19. Functions of Cell wall
a) The main function of the bacterial cell wall is to provide overall strength
to the cell.
b) It helps maintain the cell shape, thereby helping the cell to grow,
reproduce, obtain nutrients and also move about.
c) Cell wall protects the cell from the osmotic lysis. The cell keeps moving
from one environment to other and moreover as water can freely move
from both the cell membrane and the cell wall, the cell is at risk of
osmotic imbalance thereby causing osmotic lysis of the cell.
d) The cell wall helps in keeping out certain molecules which may be toxic.
e) Bacterial cell wall contributes to the pathogenicity in other words,
disease causing ability of bacterial cells.

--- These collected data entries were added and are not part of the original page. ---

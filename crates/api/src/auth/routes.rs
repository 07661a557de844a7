//! `/api/auth` handlers.

use std::collections::BTreeMap;

use axum::{
    Json, Router,
    extract::{Path, Query, State},
    response::{IntoResponse, Redirect, Response},
    routing::{get, post},
};
use axum_extra::extract::cookie::CookieJar;
use eventi_core::auth::safe_callback_path;
use eventi_shared::Session;
use serde::{Deserialize, Serialize};
use tracing::warn;

use super::AuthError;
use super::cookies::{
    CALLBACK_COOKIE, SESSION_COOKIE, STATE_COOKIE, flow_cookie, removal, session_cookie,
};
use crate::AppState;
use crate::error::ApiError;

/// Creates the auth router, mounted at `/api/auth`.
pub fn routes() -> Router<AppState> {
    Router::new()
        .route("/providers", get(providers))
        .route("/signin/{provider}", get(sign_in))
        .route("/callback/{provider}", get(callback))
        .route("/signout", post(sign_out))
        .route("/session", get(session))
}

/// A configured provider as listed by `/api/auth/providers`.
#[derive(Debug, Serialize, Deserialize)]
#[serde(rename_all = "camelCase")]
pub struct ProviderInfo {
    /// Provider ID.
    pub id: String,
    /// Display name.
    pub name: String,
    /// Always `oauth`.
    #[serde(rename = "type")]
    pub kind: String,
    /// Where to start sign-in.
    pub signin_url: String,
    /// Where the provider sends the browser back.
    pub callback_url: String,
}

/// Query string of `/api/auth/signin/{provider}`.
#[derive(Debug, Deserialize)]
#[serde(rename_all = "camelCase")]
struct SignInParams {
    callback_url: Option<String>,
}

/// Query string the provider sends back.
#[derive(Debug, Deserialize)]
struct CallbackParams {
    code: Option<String>,
    state: Option<String>,
    error: Option<String>,
}

/// GET /api/auth/providers - List configured providers.
async fn providers(State(state): State<AppState>) -> Json<BTreeMap<String, ProviderInfo>> {
    let base = state.auth.config().base_url.trim_end_matches('/');
    let listed = state
        .auth
        .providers()
        .map(|p| {
            let info = ProviderInfo {
                id: p.id().to_string(),
                name: p.name().to_string(),
                kind: "oauth".to_string(),
                signin_url: format!("{base}/api/auth/signin/{}", p.id()),
                callback_url: state.auth.redirect_uri(p.id()),
            };
            (info.id.clone(), info)
        })
        .collect();

    Json(listed)
}

/// GET /api/auth/signin/{provider} - Redirect to the provider.
async fn sign_in(
    State(state): State<AppState>,
    Path(provider): Path<String>,
    Query(params): Query<SignInParams>,
    jar: CookieJar,
) -> (CookieJar, Redirect) {
    let config = state.auth.config();

    match state.auth.sign_in(&provider, params.callback_url.as_deref()) {
        Ok(started) => {
            let jar = jar
                .add(flow_cookie(STATE_COOKIE, started.state, config))
                .add(flow_cookie(CALLBACK_COOKIE, started.callback_path, config));
            (jar, Redirect::to(&started.authorization_url))
        }
        Err(e) => {
            warn!(provider = %provider, error = %e, "Sign-in could not start");
            (jar, error_redirect(&config.sign_in_path, &e))
        }
    }
}

/// GET /api/auth/callback/{provider} - Finish sign-in and open a session.
async fn callback(
    State(state): State<AppState>,
    Path(provider): Path<String>,
    Query(params): Query<CallbackParams>,
    jar: CookieJar,
) -> Response {
    let config = state.auth.config();
    let expected_state = jar.get(STATE_COOKIE).map(|c| c.value().to_string());
    let callback_path = jar.get(CALLBACK_COOKIE).map(|c| c.value().to_string());
    let jar = jar.remove(removal(STATE_COOKIE)).remove(removal(CALLBACK_COOKIE));

    let result = match (params.error, params.code) {
        (Some(error), _) => Err(AuthError::AccessDenied(error)),
        (None, None) => Err(AuthError::Callback("missing authorization code".to_string())),
        (None, Some(code)) => {
            state
                .auth
                .complete_sign_in(
                    &provider,
                    &code,
                    params.state.as_deref(),
                    expected_state.as_deref(),
                )
                .await
        }
    };

    match result {
        Ok(signed_in) => {
            let jar = jar.add(session_cookie(
                signed_in.session_token,
                signed_in.expires,
                config,
            ));
            let target = safe_callback_path(callback_path.as_deref(), &config.base_url);
            (jar, Redirect::to(&target)).into_response()
        }
        // The flow cookies are spent either way.
        Err(e) if e.is_server_error() => (jar, ApiError::from(e)).into_response(),
        Err(e) => {
            warn!(provider = %provider, error = %e, "Sign-in failed");
            (jar, error_redirect(&config.sign_in_path, &e)).into_response()
        }
    }
}

/// POST /api/auth/signout - End the session and return to the sign-in page.
async fn sign_out(
    State(state): State<AppState>,
    jar: CookieJar,
) -> Result<(CookieJar, Redirect), ApiError> {
    if let Some(cookie) = jar.get(SESSION_COOKIE) {
        state.auth.sign_out(cookie.value()).await?;
    }

    let jar = jar.remove(removal(SESSION_COOKIE));
    Ok((jar, Redirect::to(&state.auth.config().sign_in_path)))
}

/// GET /api/auth/session - Current session, or `null`.
async fn session(
    State(state): State<AppState>,
    jar: CookieJar,
) -> Result<(CookieJar, Json<Option<Session>>), ApiError> {
    let Some(token) = jar.get(SESSION_COOKIE).map(|c| c.value().to_string()) else {
        return Ok((jar, Json(None)));
    };

    let Some(session) = state.auth.session(&token).await? else {
        return Ok((jar.remove(removal(SESSION_COOKIE)), Json(None)));
    };

    // Keep the cookie in step with a possibly extended expiry.
    let jar = jar.add(session_cookie(token, session.expires, state.auth.config()));
    Ok((jar, Json(Some(session))))
}

fn error_redirect(sign_in_path: &str, error: &AuthError) -> Redirect {
    Redirect::to(&format!("{sign_in_path}?error={}", error.code()))
}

f) The O antigen of LPS determines the antigenic specificity of Gram
negative cell wall
g) The proteins found in cell wall acts as receptor sites for bacteriophages,
helps in cell division

20. Mycoplasma
Mycoplasma are pleomorphic smallest living organism, also known as
Pleuropneumonia like organism (PPLO).
These are the smallest free-livingorganisms, which lacks cell wall,
has no fixed shape or size.
Belongs to family Mycoplasmataceae.
Habitat:
Ubiquitous in nature
Plants, Insects and other animals serves as reservoir
Mycoplasma resides in mucosa of upper respiratory tract (URT)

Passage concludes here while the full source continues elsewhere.